Luke Snyder remembers the moment he realized the power of physical therapy.

He was a high-school, cross-country runner in Thousand Oaks when he began suffering from knee pain. In physical therapy, his therapist had him doing hip strengthening exercises — something that confused him at the time. After all, the pain was in his knee, not his hip.

Then, after three weeks of treatment, Snyder was running, and it hit him: The pain was mostly gone.

“I just thought to myself: Oh, that’s interesting. I felt the direct effect of just doing hip exercises and how it altered the mechanics of my knee,” said Snyder, who had always liked physics and mechanics and had even considered a career in engineering.

Just a few years later, when his grandfather was in the hospital with heart issues, Snyder again witnessed physical therapy’s power. “I actually got to see the physical therapist work with him to improve his endurance,” he remembered. “It just improved his quality of life both inside and outside of his home.”


Just the beginning

Snyder, who is graduating from the doctor of physical therapy program at the USC Division of Biokinesiology and Physical Therapy, looks forward to harnessing that transformative power of physical therapy in his own career.

Next year, he will help teach first-year DPT students at USC. Eventually, he would like to run his own physical therapy clinic.

“I want to be that go-to person in the community for grandmas, grandpas, high school athletes, anyone,” he said. “Not just as a physical therapist but as someone to consult about the general health system.”
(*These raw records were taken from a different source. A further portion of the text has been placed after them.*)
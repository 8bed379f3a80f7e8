use crate::profile::ShingleProfile;

/// Computes the q-gram distance of Ukkonen, i.e., the L1 distance of the two profiles.
///
/// The value is not normalized: it lies in `[0, ∞)` and grows with the difference.
///
/// # Examples
///
/// ```
/// use shingle_similarity::ShingleProfiler;
/// use shingle_similarity::metrics::qgram_distance;
///
/// let mut profiler = ShingleProfiler::new(2).unwrap();
/// let p1 = profiler.profile("ABCD");
/// let p2 = profiler.profile("ABCE");
/// assert_eq!(qgram_distance(&p1, &p2), 2.0);
/// ```
pub fn qgram_distance(p1: &ShingleProfile, p2: &ShingleProfile) -> f64 {
    let mut dist = 0;
    for (shingle, c1) in p1.iter() {
        let c2 = p2.count(shingle);
        dist += c1.abs_diff(c2);
    }
    // Shingles only in `p2`.
    for (shingle, c2) in p2.iter() {
        if !p1.contains(shingle) {
            dist += c2;
        }
    }
    dist as f64
}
While in school, Snyder served as the student research collaborator in the Concussion Assessment, Rehabilitation and Education (CARE) Program for Athletic Brain Injury.
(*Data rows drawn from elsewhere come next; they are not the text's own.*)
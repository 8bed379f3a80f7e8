//! Request and report types exchanged with callers.
use std::time::Duration;

use serde::{Deserialize, Serialize};

use crate::errors::{Result, SimilarityError};
use crate::metrics::Metric;

/// Texts to be compared, as received from a caller.
///
/// Both the list and its entries are optional so that absent values surface as
/// errors in [`Self::into_texts()`] instead of failing deserialization.
#[derive(Clone, Debug, Default, PartialEq, Eq, Serialize, Deserialize)]
pub struct SimilarityRequest {
    /// Texts in input order; their positions are the indices of reported pairs.
    pub texts: Option<Vec<Option<String>>>,
}

impl SimilarityRequest {
    /// Creates a request from texts that are all present.
    pub fn new<I, S>(texts: I) -> Self
    where
        I: IntoIterator<Item = S>,
        S: Into<String>,
    {
        Self {
            texts: Some(texts.into_iter().map(|s| Some(s.into())).collect()),
        }
    }

    /// Validates the request and extracts its texts.
    ///
    /// # Errors
    ///
    /// [`SimilarityError::MissingTexts`] if there is no text list, and
    /// [`SimilarityError::NullInput`] if an entry of the list is absent.
    pub fn into_texts(self) -> Result<Vec<String>> {
        let texts = self.texts.ok_or(SimilarityError::MissingTexts)?;
        texts
            .into_iter()
            .enumerate()
            .map(|(i, text)| {
                text.ok_or_else(|| {
                    SimilarityError::null_input(format!("Text at index {i} must not be null."))
                })
            })
            .collect()
    }
}

/// Ranked pairs for every metric together with the elapsed computation time.
///
/// Each list holds `"(i, j) -> score"` strings sorted ascending by score.
#[derive(Clone, Debug, Default, PartialEq, Eq, Serialize, Deserialize)]
#[serde(rename_all = "camelCase")]
pub struct SimilarityReport {
    /// Pairs ranked by q-gram distance.
    pub qgram: Vec<String>,
    /// Pairs ranked by cosine similarity.
    pub cosine: Vec<String>,
    /// Pairs ranked by Sørensen–Dice coefficient.
    pub sorensen_dice: Vec<String>,
    /// Pairs ranked by Jaccard index.
    pub jaccard: Vec<String>,
    /// Pairs ranked by Tversky index.
    pub tversky: Vec<String>,
    /// Pairs ranked by Szymkiewicz–Simpson overlap coefficient.
    pub szymkiewicz_simpson: Vec<String>,
    /// Elapsed time in nanoseconds.
    pub time: u64,
}

impl SimilarityReport {
    /// Gets the ranked pairs of `metric`.
    pub fn ranked(&self, metric: Metric) -> &[String] {
        match metric {
            Metric::QGram => &self.qgram,
            Metric::Cosine => &self.cosine,
            Metric::SorensenDice => &self.sorensen_dice,
            Metric::Jaccard => &self.jaccard,
            Metric::Tversky { .. } => &self.tversky,
            Metric::SzymkiewiczSimpson => &self.szymkiewicz_simpson,
        }
    }

    /// Gets the elapsed time.
    pub const fn elapsed(&self) -> Duration {
        Duration::from_nanos(self.time)
    }
}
The program aims to provide high-quality service to young people with concussions and uses the most up-to-date research.

For the CARE program, Snyder, a former high school athletic trainer, helped develop baseline evaluations for high school athletes, which could be used to assess athletes if they had a head injury or concussion.

“Basically, it’s a way to have numbers to compare so we knew we were making more objective decisions about a safe return to play and rehabilitation,” he explained.

Snyder says his time studying at USC has been incredible and led him to some life lessons.

“There was a point in my life when I thought I’d go to school and come out knowing everything,” he said. “I’ve just come to realize that USC gave me the tools to be a physical therapist. But you know, my true education, is going to be in development every day — and that’s OK. Someone once told me: if you think you know it all, it’s time to retire.”